[Start of Attachment]

use std::ffi::c_int;
use std::fmt;

use chrono::NaiveDateTime;
use rusqlite::ffi;
use serde_json::Value as JsonValue;

/// Explicit SQL `NULL` for binding, distinct from leaving a parameter unbound.
#[derive(Debug, Clone, Copy, PartialEq, Eq, Default)]
pub struct Null;

/// Storage class of a column value, as reported by the engine for the current row.
#[derive(Debug, Clone, Copy, PartialEq, Eq, Hash)]
pub enum ColumnType {
    Integer,
    Float,
    Text,
    Blob,
    Null,
}

impl ColumnType {
    pub(crate) fn from_code(code: c_int) -> Self {
        match code {
            ffi::SQLITE_INTEGER => ColumnType::Integer,
            ffi::SQLITE_FLOAT => ColumnType::Float,
            ffi::SQLITE_TEXT => ColumnType::Text,
            ffi::SQLITE_BLOB => ColumnType::Blob,
            _ => ColumnType::Null,
        }
    }
}

impl fmt::Display for ColumnType {
    fn fmt(&self, f: &mut fmt::Formatter<'_>) -> fmt::Result {
        let name = match self {
            ColumnType::Integer => "INTEGER",
            ColumnType::Float => "REAL",
            ColumnType::Text => "TEXT",
            ColumnType::Blob => "BLOB",
            ColumnType::Null => "NULL",
        };
        f.write_str(name)
    }
}

/// Values that can be bound as statement parameters or read back from a row.
///
/// Binding a sequence of these assigns positions `1..=len` in order:
/// ```rust
/// use scoped_sqlite::Value;
///
/// let params = vec![
///     Value::Integer(1),
///     Value::Text("alice".into()),
///     Value::Null,
/// ];
/// # let _ = params;
/// ```
#[derive(Debug, Clone, PartialEq)]
pub enum Value {
    /// SQL NULL
    Null,
    /// Integer value (64-bit; narrower integers widen into it)
    Integer(i64),
    /// Floating point value (64-bit; `f32` widens into it)
    Real(f64),
    /// UTF-8 text, embedded NULs allowed
    Text(String),
    /// Binary data
    Blob(Vec<u8>),
}

impl Value {
    #[must_use]
    pub fn is_null(&self) -> bool {
        matches!(self, Self::Null)
    }

    #[must_use]
    pub fn column_type(&self) -> ColumnType {
        match self {
            Value::Null => ColumnType::Null,
            Value::Integer(_) => ColumnType::Integer,
            Value::Real(_) => ColumnType::Float,
            Value::Text(_) => ColumnType::Text,
            Value::Blob(_) => ColumnType::Blob,
        }
    }

    #[must_use]
    pub fn as_int(&self) -> Option<i64> {
        if let Value::Integer(value) = self {
            Some(*value)
        } else {
            None
        }
    }

    #[must_use]
    pub fn as_real(&self) -> Option<f64> {
        if let Value::Real(value) = self {
            Some(*value)
        } else {
            None
        }
    }

    #[must_use]
    pub fn as_text(&self) -> Option<&str> {
        if let Value::Text(value) = self {
            Some(value)
        } else {
            None
        }
    }

    #[must_use]
    pub fn as_blob(&self) -> Option<&[u8]> {
        if let Value::Blob(bytes) = self {
            Some(bytes)
        } else {
            None
        }
    }
}

macro_rules! value_from_int {
    ($($ty:ty),*) => {
        $(
            impl From<$ty> for Value {
                fn from(value: $ty) -> Self {
                    Value::Integer(i64::from(value))
                }
            }
        )*
    };
}

value_from_int!(i8, i16, i32, i64, u8, u16, u32);

impl From<bool> for Value {
    fn from(value: bool) -> Self {
        Value::Integer(i64::from(value))
    }
}

impl From<f32> for Value {
    fn from(value: f32) -> Self {
        Value::Real(f64::from(value))
    }
}

impl From<f64> for Value {
    fn from(value: f64) -> Self {
        Value::Real(value)
    }
}

impl From<&str> for Value {
    fn from(value: &str) -> Self {
        Value::Text(value.to_owned())
    }
}

impl From<String> for Value {
    fn from(value: String) -> Self {
        Value::Text(value)
    }
}

impl From<&String> for Value {
    fn from(value: &String) -> Self {
        Value::Text(value.clone())
    }
}

impl From<&[u8]> for Value {
    fn from(value: &[u8]) -> Self {
        Value::Blob(value.to_vec())
    }
}

impl From<Vec<u8>> for Value {
    fn from(value: Vec<u8>) -> Self {
        Value::Blob(value)
    }
}

impl From<Null> for Value {
    fn from(_: Null) -> Self {
        Value::Null
    }
}

/// Timestamps are stored as text in the `YYYY-MM-DD HH:MM:SS[.fff]` form.
impl From<NaiveDateTime> for Value {
    fn from(value: NaiveDateTime) -> Self {
        Value::Text(value.format("%F %T%.f").to_string())
    }
}

/// JSON is stored as its serialized text.
impl From<JsonValue> for Value {
    fn from(value: JsonValue) -> Self {
        Value::Text(value.to_string())
    }
}

impl<T: Into<Value>> From<Option<T>> for Value {
    fn from(value: Option<T>) -> Self {
        value.map_or(Value::Null, Into::into)
    }
}

#[cfg(test)]
mod tests {
    use super::*;

    #[test]
    fn narrow_numbers_widen() {
        assert_eq!(Value::from(i16::MIN), Value::Integer(-32768));
        assert_eq!(Value::from(u32::MAX), Value::Integer(4_294_967_295));
        assert_eq!(Value::from(1.5_f32), Value::Real(1.5));
        assert_eq!(Value::from(true), Value::Integer(1));
    }

    #[test]
    fn none_and_sentinel_are_null() {
        assert!(Value::from(None::<i32>).is_null());
        assert!(Value::from(Null).is_null());
        assert_eq!(Value::from(Some("x")), Value::Text("x".into()));
    }

    #[test]
    fn timestamp_formats_as_text() {
        let ts = chrono::NaiveDate::from_ymd_opt(2024, 2, 29)
            .and_then(|d| d.and_hms_opt(13, 45, 0))
            .expect("valid timestamp");
        assert_eq!(Value::from(ts).as_text(), Some("2024-02-29 13:45:00"));
    }

    #[test]
    fn column_type_maps_engine_codes() {
        assert_eq!(ColumnType::from_code(ffi::SQLITE_INTEGER), ColumnType::Integer);
        assert_eq!(ColumnType::from_code(ffi::SQLITE_FLOAT), ColumnType::Float);
        assert_eq!(ColumnType::from_code(ffi::SQLITE_TEXT), ColumnType::Text);
        assert_eq!(ColumnType::from_code(ffi::SQLITE_BLOB), ColumnType::Blob);
        assert_eq!(ColumnType::from_code(ffi::SQLITE_NULL), ColumnType::Null);
        assert_eq!(Value::Real(0.5).column_type(), ColumnType::Float);
    }
}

[End of Attachment]

Repeat the data in its entirety, character for character.

use std::ffi::c_int;
use std::fmt;

use chrono::NaiveDateTime;
use rusqlite::ffi;
use serde_json::Value as JsonValue;

/// Explicit SQL `NULL` for binding, distinct from leaving a parameter unbound.
#[derive(Debug, Clone, Copy, PartialEq, Eq, Default)]
pub struct Null;

/// Storage class of a column value, as reported by the engine for the current row.
#[derive(Debug, Clone, Copy, PartialEq, Eq, Hash)]
pub enum ColumnType {
    Integer,
    Float,
    Text,
    Blob,
    Null,
}

impl ColumnType {
    pub(crate) fn from_code(code: c_int) -> Self {
        match code {
            ffi::SQLITE_INTEGER => ColumnType::Integer,
            ffi::SQLITE_FLOAT => ColumnType::Float,
            ffi::SQLITE_TEXT => ColumnType::Text,
            ffi::SQLITE_BLOB => ColumnType::Blob,
            _ => ColumnType::Null,
        }
    }
}

impl fmt::Display for ColumnType {
    fn fmt(&self, f: &mut fmt::Formatter<'_>) -> fmt::Result {
        let name = match self {
            ColumnType::Integer => "INTEGER",
            ColumnType::Float => "REAL",
            ColumnType::Text => "TEXT",
            ColumnType::Blob => "BLOB",
            ColumnType::Null => "NULL",
        };
        f.write_str(name)
    }
}

/// Values that can be bound as statement parameters or read back from a row.
///
/// Binding a sequence of these assigns positions `1..=len` in order:
/// ```rust
/// use scoped_sqlite::Value;
///
/// let params = vec![
///     Value::Integer(1),
///     Value::Text("alice".into()),
///     Value::Null,
/// ];
/// # let _ = params;
/// ```
#[derive(Debug, Clone, PartialEq)]
pub enum Value {
    /// SQL NULL
    Null,
    /// Integer value (64-bit; narrower integers widen into it)
    Integer(i64),
    /// Floating point value (64-bit; `f32` widens into it)
    Real(f64),
    /// UTF-8 text, embedded NULs allowed
    Text(String),
    /// Binary data
    Blob(Vec<u8>),
}

impl Value {
    #[must_use]
    pub fn is_null(&self) -> bool {
        matches!(self, Self::Null)
    }

    #[must_use]
    pub fn column_type(&self) -> ColumnType {
        match self {
            Value::Null => ColumnType::Null,
            Value::Integer(_) => ColumnType::Integer,
            Value::Real(_) => ColumnType::Float,
            Value::Text(_) => ColumnType::Text,
            Value::Blob(_) => ColumnType::Blob,
        }
    }

    #[must_use]
    pub fn as_int(&self) -> Option<i64> {
        if let Value::Integer(value) = self {
            Some(*value)
        } else {
            None
        }
    }

    #[must_use]
    pub fn as_real(&self) -> Option<f64> {
        if let Value::Real(value) = self {
            Some(*value)
        } else {
            None
        }
    }

    #[must_use]
    pub fn as_text(&self) -> Option<&str> {
        if let Value::Text(value) = self {
            Some(value)
        } else {
            None
        }
    }

    #[must_use]
    pub fn as_blob(&self) -> Option<&[u8]> {
        if let Value::Blob(bytes) = self {
            Some(bytes)
        } else {
            None
        }
    }
}

macro_rules! value_from_int {
    ($($ty:ty),*) => {
        $(
            impl From<$ty> for Value {
                fn from(value: $ty) -> Self {
                    Value::Integer(i64::from(value))
                }
            }
        )*
    };
}

value_from_int!(i8, i16, i32, i64, u8, u16, u32);

impl From<bool> for Value {
    fn from(value: bool) -> Self {
        Value::Integer(i64::from(value))
    }
}

impl From<f32> for Value {
    fn from(value: f32) -> Self {
        Value::Real(f64::from(value))
    }
}

impl From<f64> for Value {
    fn from(value: f64) -> Self {
        Value::Real(value)
    }
}

impl From<&str> for Value {
    fn from(value: &str) -> Self {
        Value::Text(value.to_owned())
    }
}

impl From<String> for Value {
    fn from(value: String) -> Self {
        Value::Text(value)
    }
}

impl From<&String> for Value {
    fn from(value: &String) -> Self {
        Value::Text(value.clone())
    }
}

impl From<&[u8]> for Value {
    fn from(value: &[u8]) -> Self {
        Value::Blob(value.to_vec())
    }
}

impl From<Vec<u8>> for Value {
    fn from(value: Vec<u8>) -> Self {
        Value::Blob(value)
    }
}

impl From<Null> for Value {
    fn from(_: Null) -> Self {
        Value::Null
    }
}

/// Timestamps are stored as text in the `YYYY-MM-DD HH:MM:SS[.fff]` form.
impl From<NaiveDateTime> for Value {
    fn from(value: NaiveDateTime) -> Self {
        Value::Text(value.format("%F %T%.f").to_string())
    }
}

/// JSON is stored as its serialized text.
impl From<JsonValue> for Value {
    fn from(value: JsonValue) -> Self {
        Value::Text(value.to_string())
    }
}

impl<T: Into<Value>> From<Option<T>> for Value {
    fn from(value: Option<T>) -> Self {
        value.map_or(Value::Null, Into::into)
    }
}

#[cfg(test)]
mod tests {
    use super::*;

    #[test]
    fn narrow_numbers_widen() {
        assert_eq!(Value::from(i16::MIN), Value::Integer(-32768));
        assert_eq!(Value::from(u32::MAX), Value::Integer(4_294_967_295));
        assert_eq!(Value::from(1.5_f32), Value::Real(1.5));
        assert_eq!(Value::from(true), Value::Integer(1));
    }

    #[test]
    fn none_and_sentinel_are_null() {
        assert!(Value::from(None::<i32>).is_null());
        assert!(Value::from(Null).is_null());
        assert_eq!(Value::from(Some("x")), Value::Text("x".into()));
    }

    #[test]
    fn timestamp_formats_as_text() {
        let ts = chrono::NaiveDate::from_ymd_opt(2024, 2, 29)
            .and_then(|d| d.and_hms_opt(13, 45, 0))
            .expect("valid timestamp");
        assert_eq!(Value::from(ts).as_text(), Some("2024-02-29 13:45:00"));
    }

    #[test]
    fn column_type_maps_engine_codes() {
        assert_eq!(ColumnType::from_code(ffi::SQLITE_INTEGER), ColumnType::Integer);
        assert_eq!(ColumnType::from_code(ffi::SQLITE_FLOAT), ColumnType::Float);
        assert_eq!(ColumnType::from_code(ffi::SQLITE_TEXT), ColumnType::Text);
        assert_eq!(ColumnType::from_code(ffi::SQLITE_BLOB), ColumnType::Blob);
        assert_eq!(ColumnType::from_code(ffi::SQLITE_NULL), ColumnType::Null);
        assert_eq!(Value::Real(0.5).column_type(), ColumnType::Float);
    }
}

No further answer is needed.